------ Given data ------
//! The tag parser: a single-pass, recursive-descent grammar over a token
//! stream.
//!
//! The driver loop pulls tokens from a [`TokenStream`]; a `Text` token is
//! emitted directly, a `<` hands off to the tag grammar, which hands off
//! to the attribute grammar per attribute and finally emits one [`Tag`]
//! event covering the whole `<...>` span. Tags the handler does not care
//! about are scanned to the closing `>` and re-emitted wholesale as one
//! [`Text`] event, with no attribute parsing.
//!
//! Error policy is all-or-nothing: the first unrecoverable grammar
//! violation reports its location through the handler's `error` callback
//! and unwinds the whole pass. Events emitted before the failure stand.

use std::borrow::Cow;
use std::fmt;

use crate::event::{Attribute, Tag, TagKind, Text, TokenHandler};
use crate::lexer::Lexer;
use crate::span::{Location, Span};
use crate::token::{SourceError, TokenKind, TokenSource, TokenStream};

/// Codes for fatal parse conditions.
///
/// Using an enum instead of String keeps the error path allocation-free
/// and lets consumers distinguish the taxonomy without string matching.
#[derive(Debug, Clone, Copy, PartialEq, Eq)]
#[repr(u8)]
pub enum ParseErrorCode {
    /// Token source called again after end of input
    SourceExhausted = 0,
    /// Token source produced something it could not classify
    SourceInvalid,
    /// Driver loop saw a token other than text or `<`
    UnexpectedToken,
    /// Input ended inside a tag
    UnexpectedEof,
    /// No name where a tag name was required
    UnrecognizedTag,
    /// Unusable token where an attribute name was required
    IllegalAttributeName,
    /// Unusable token after `=`
    IllegalAttributeValue,
    /// No `>` where the tag had to end
    ExpectedTagEnd,
    /// Pushback invoked while the slot was occupied - a parser bug,
    /// not bad input
    PushbackOccupied,
}

impl ParseErrorCode {
    /// Get a human-readable message for this error code.
    pub fn message(self) -> &'static str {
        match self {
            Self::SourceExhausted => "token source exhausted",
            Self::SourceInvalid => "invalid token from source",
            Self::UnexpectedToken => "expected text or start of tag",
            Self::UnexpectedEof => "unexpected end of input inside tag",
            Self::UnrecognizedTag => "could not recognise tag",
            Self::IllegalAttributeName => "illegal attribute name",
            Self::IllegalAttributeValue => "illegal attribute value",
            Self::ExpectedTagEnd => "expected end of tag",
            Self::PushbackOccupied => "cannot push back more than once",
        }
    }
}

impl From<SourceError> for ParseErrorCode {
    fn from(error: SourceError) -> Self {
        match error {
            SourceError::Exhausted => Self::SourceExhausted,
            SourceError::Invalid => Self::SourceInvalid,
        }
    }
}

/// A fatal parse failure with its source position.
#[derive(Debug, Clone, Copy, PartialEq, Eq)]
pub struct ParseError {
    pub code: ParseErrorCode,
    pub location: Location,
}

impl fmt::Display for ParseError {
    fn fmt(&self, f: &mut fmt::Formatter<'_>) -> fmt::Result {
        write!(
            f,
            "{} at line {}, column {}",
            self.code.message(),
            self.location.line,
            self.location.column
        )
    }
}

impl std::error::Error for ParseError {}

/// Single-pass tag/text event parser.
///
/// One instance per input buffer and handler. [`run`](Self::run) consumes
/// the parser, so a finished (or failed) pass cannot be restarted.
pub struct TagParser<'a, S, H> {
    input: &'a str,
    stream: TokenStream<'a, S>,
    handler: H,
    /// Attributes of the tag currently being parsed; cleared after each
    /// Tag event. The views handed to the handler borrow this storage.
    attributes: Vec<Attribute<'a>>,
    /// Scratch for reassembling fragmented unquoted attribute values.
    attribute_buffer: String,
}

impl<'a, H: TokenHandler> TagParser<'a, Lexer<'a>, H> {
    /// Parser over `input` using the built-in [`Lexer`].
    pub fn new(input: &'a str, handler: H) -> Self {
        Self::with_source(input, Lexer::new(input), handler)
    }
}

impl<'a, S: TokenSource<'a>, H: TokenHandler> TagParser<'a, S, H> {
    /// Parser over `input` pulling tokens from an external source.
    ///
    /// The source must produce spans and text that refer to `input`.
    pub fn with_source(input: &'a str, source: S, handler: H) -> Self {
        Self {
            input,
            stream: TokenStream::new(source),
            handler,
            attributes: Vec::new(),
            attribute_buffer: String::with_capacity(64),
        }
    }

    /// Run the pass to end of input or the first fatal error.
    ///
    /// On failure the handler's `error` callback has already fired once,
    /// with the same code and location as the returned [`ParseError`].
    pub fn run(mut self) -> Result<(), ParseError> {
        match self.drive() {
            Ok(()) => Ok(()),
            Err(code) => {
                let location = self.stream.location();
                log::debug!(
                    target: "tagtok.parser",
                    "fatal: {} at {}:{}",
                    code.message(),
                    location.line,
                    location.column
                );
                self.handler.error(code, location);
                Err(ParseError { code, location })
            }
        }
    }

    fn drive(&mut self) -> Result<(), ParseErrorCode> {
        loop {
            match self.stream.take_next()? {
                TokenKind::Eof => return Ok(()),
                TokenKind::Text => {
                    let span = self.stream.current_span();
                    self.emit_text(span);
                }
                TokenKind::Lt => self.parse_tag()?,
                _ => return Err(ParseErrorCode::UnexpectedToken),
            }
        }
    }

    fn emit_text(&mut self, span: Span) {
        let view = Text::new(span.slice(self.input), span);
        self.handler.text(&view);
    }

    /// Tag grammar, entered with `<` as the current token.
    fn parse_tag(&mut self) -> Result<(), ParseErrorCode> {
        let start = self.stream.current_span().start;
        self.stream.skip_whitespace()?;

        let mut token = self.stream.take_next()?;
        let mut kind = TagKind::Open;
        if token == TokenKind::Slash {
            // closing tag; the name must follow
            kind = TagKind::Close;
            token = self.stream.take_next()?;
        }

        match token {
            TokenKind::Word => {
                let name = self.stream.current_text();
                if self.handler.cares_about_tag(name) {
                    self.parse_full_tag(kind, name, start)
                } else {
                    self.skip_opaque_tag(start)
                }
            }
            // <> or < > - ignored, no event
            TokenKind::Gt => Ok(()),
            TokenKind::Eof => Err(ParseErrorCode::UnexpectedEof),
            _ => Err(ParseErrorCode::UnrecognizedTag),
        }
    }

    /// Scan an un-cared-for tag to its `>` and re-emit the whole span,
    /// delimiters included, as one Text event.
    fn skip_opaque_tag(&mut self, start: u32) -> Result<(), ParseErrorCode> {
        loop {
            match self.stream.take_next()? {
                TokenKind::Gt => {
                    let end = self.stream.current_span().end;
                    self.emit_text(Span::new(start, end));
                    return Ok(());
                }
                TokenKind::Eof => return Err(ParseErrorCode::UnexpectedEof),
                _ => {}
            }
        }
    }

    /// Attribute loop and tag terminator for a cared-about tag.
    fn parse_full_tag(
        &mut self,
        mut kind: TagKind,
        name: &'a str,
        start: u32,
    ) -> Result<(), ParseErrorCode> {
        loop {
            self.stream.skip_whitespace()?;
            let token = self.stream.take_next()?;
            self.stream.push_back(token)?;
            match token {
                // no more attributes
                TokenKind::Slash | TokenKind::Gt => break,
                TokenKind::Word => self.parse_attribute()?,
                TokenKind::Eof => return Err(ParseErrorCode::UnexpectedEof),
                _ => return Err(ParseErrorCode::IllegalAttributeName),
            }
        }

        let mut token = self.stream.take_next()?;
        if token == TokenKind::Slash {
            // trailing slash marks an empty tag; a tag already marked
            // Close is never promoted
            if kind != TagKind::Close {
                kind = TagKind::Empty;
            }
            token = self.stream.take_next()?;
        }

        if token != TokenKind::Gt {
            return Err(ParseErrorCode::ExpectedTagEnd);
        }

        let span = Span::new(start, self.stream.current_span().end);
        log::trace!(
            target: "tagtok.parser",
            "tag {:?} <{}> with {} attribute(s)",
            kind,
            name,
            self.attributes.len()
        );
        let view = Tag::new(kind, name, span.slice(self.input), span, &self.attributes);
        self.handler.tag(&view);
        self.attributes.clear();
        Ok(())
    }

    /// One attribute: `name`, optionally `= value` where the value is a
    /// quoted literal or a run of unquoted fragments.
    fn parse_attribute(&mut self) -> Result<(), ParseErrorCode> {
        self.stream.take_next()?; // the Word the caller peeked
        let name = self.stream.current_text();
        self.stream.skip_whitespace()?;

        let token = self.stream.take_next()?;
        match token {
            TokenKind::Equals => {
                self.stream.skip_whitespace()?;
                match self.stream.take_next()? {
                    TokenKind::Quoted => {
                        let quoted = self.stream.current_text();
                        let value = quoted
                            .get(1..quoted.len().saturating_sub(1))
                            .unwrap_or("");
                        self.attributes.push(Attribute {
                            name,
                            value: Some(Cow::Borrowed(value)),
                        });
                        Ok(())
                    }
                    TokenKind::Word | TokenKind::Slash => self.parse_unquoted_value(name),
                    // `=` directly against the tag terminator: the
                    // attribute has no value at all and is dropped;
                    // the terminator goes back for the attribute loop
                    TokenKind::Gt => self.stream.push_back(TokenKind::Gt),
                    _ => Err(ParseErrorCode::IllegalAttributeValue),
                }
            }
            // valueless HTML-style attribute; the follower is the next
            // attribute or the tag terminator
            TokenKind::Slash | TokenKind::Gt | TokenKind::Word => {
                self.attributes.push(Attribute { name, value: None });
                self.stream.push_back(token)
            }
            _ => Err(ParseErrorCode::IllegalAttributeName),
        }
    }

    /// Reassemble an unquoted value that the scanner fragmented: adjacent
    /// `Word`/`Equals`/`Slash` tokens concatenate until anything else
    /// (whitespace, `>`) terminates the run.
    fn parse_unquoted_value(&mut self, name: &'a str) -> Result<(), ParseErrorCode> {
        self.attribute_buffer.clear();
        self.attribute_buffer.push_str(self.stream.current_text());
        loop {
            let next = self.stream.take_next()?;
            match next {
                TokenKind::Word | TokenKind::Equals | TokenKind::Slash => {
                    self.attribute_buffer.push_str(self.stream.current_text());
                }
                _ => {
                    self.stream.push_back(next)?;
                    break;
                }
            }
        }
        self.attributes.push(Attribute {
            name,
            value: Some(Cow::Owned(self.attribute_buffer.clone())),
        });
        Ok(())
    }
}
------
_Action item_
Among the lines above, return those that hold the word "struct".

_Output for this exercise_
pub struct ParseError {
pub struct TagParser<'a, S, H> {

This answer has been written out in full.